Dataset entries

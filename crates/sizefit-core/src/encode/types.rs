//! Encoder capability and its error type.

use thiserror::Error;

use crate::decode::PixelBuffer;

/// Errors that can occur while encoding a pixel buffer.
#[derive(Debug, Error)]
pub enum EncodeError {
    /// Pixel data length doesn't match expected dimensions
    #[error("Invalid pixel data: expected {expected} bytes (width * height * 3), got {actual}")]
    InvalidPixelData { expected: usize, actual: usize },

    /// Width or height is zero
    #[error("Invalid dimensions: width ({width}) and height ({height}) must be non-zero")]
    InvalidDimensions { width: u32, height: u32 },

    /// The codec itself is unavailable in this build or environment
    #[error("Encoder unavailable: {0}")]
    Unsupported(String),

    /// The encoder ran but produced no bytes
    #[error("Encoder produced no output")]
    EmptyOutput,

    /// Encoding failed
    #[error("Encoding failed: {0}")]
    EncodingFailed(String),
}

impl EncodeError {
    /// True when retrying with other parameters cannot help.
    pub fn is_unsupported(&self) -> bool {
        matches!(self, EncodeError::Unsupported(_))
    }
}

/// A single encode call: a borrowed buffer and a quality in `[0.0, 1.0]`.
#[derive(Debug, Clone, Copy)]
pub struct EncodeRequest<'a> {
    pub buffer: &'a PixelBuffer,
    pub quality: f64,
}

impl<'a> EncodeRequest<'a> {
    pub fn new(buffer: &'a PixelBuffer, quality: f64) -> Self {
        Self { buffer, quality }
    }
}

/// Lossy encoder primitive.
///
/// Implementations must be deterministic, and the output length must be
/// non-increasing as quality decreases. The search relies on both.
pub trait Encoder {
    fn encode(&self, request: EncodeRequest<'_>) -> Result<Vec<u8>, EncodeError>;
}

impl<F> Encoder for F
where
    F: Fn(&PixelBuffer, f64) -> Result<Vec<u8>, EncodeError>,
{
    fn encode(&self, request: EncodeRequest<'_>) -> Result<Vec<u8>, EncodeError> {
        self(request.buffer, request.quality)
    }
}

/// Map a quality in `[0.0, 1.0]` onto the 1-100 scale most codecs use.
pub fn quality_to_percent(quality: f64) -> u8 {
    if !quality.is_finite() {
        return 1;
    }
    (quality * 100.0).round().clamp(1.0, 100.0) as u8
}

Exercise aim: Reproduce each line of the records in which "must" appears.

Exercise response:
    #[error("Invalid dimensions: width ({width}) and height ({height}) must be non-zero")]
/// Implementations must be deterministic, and the output length must be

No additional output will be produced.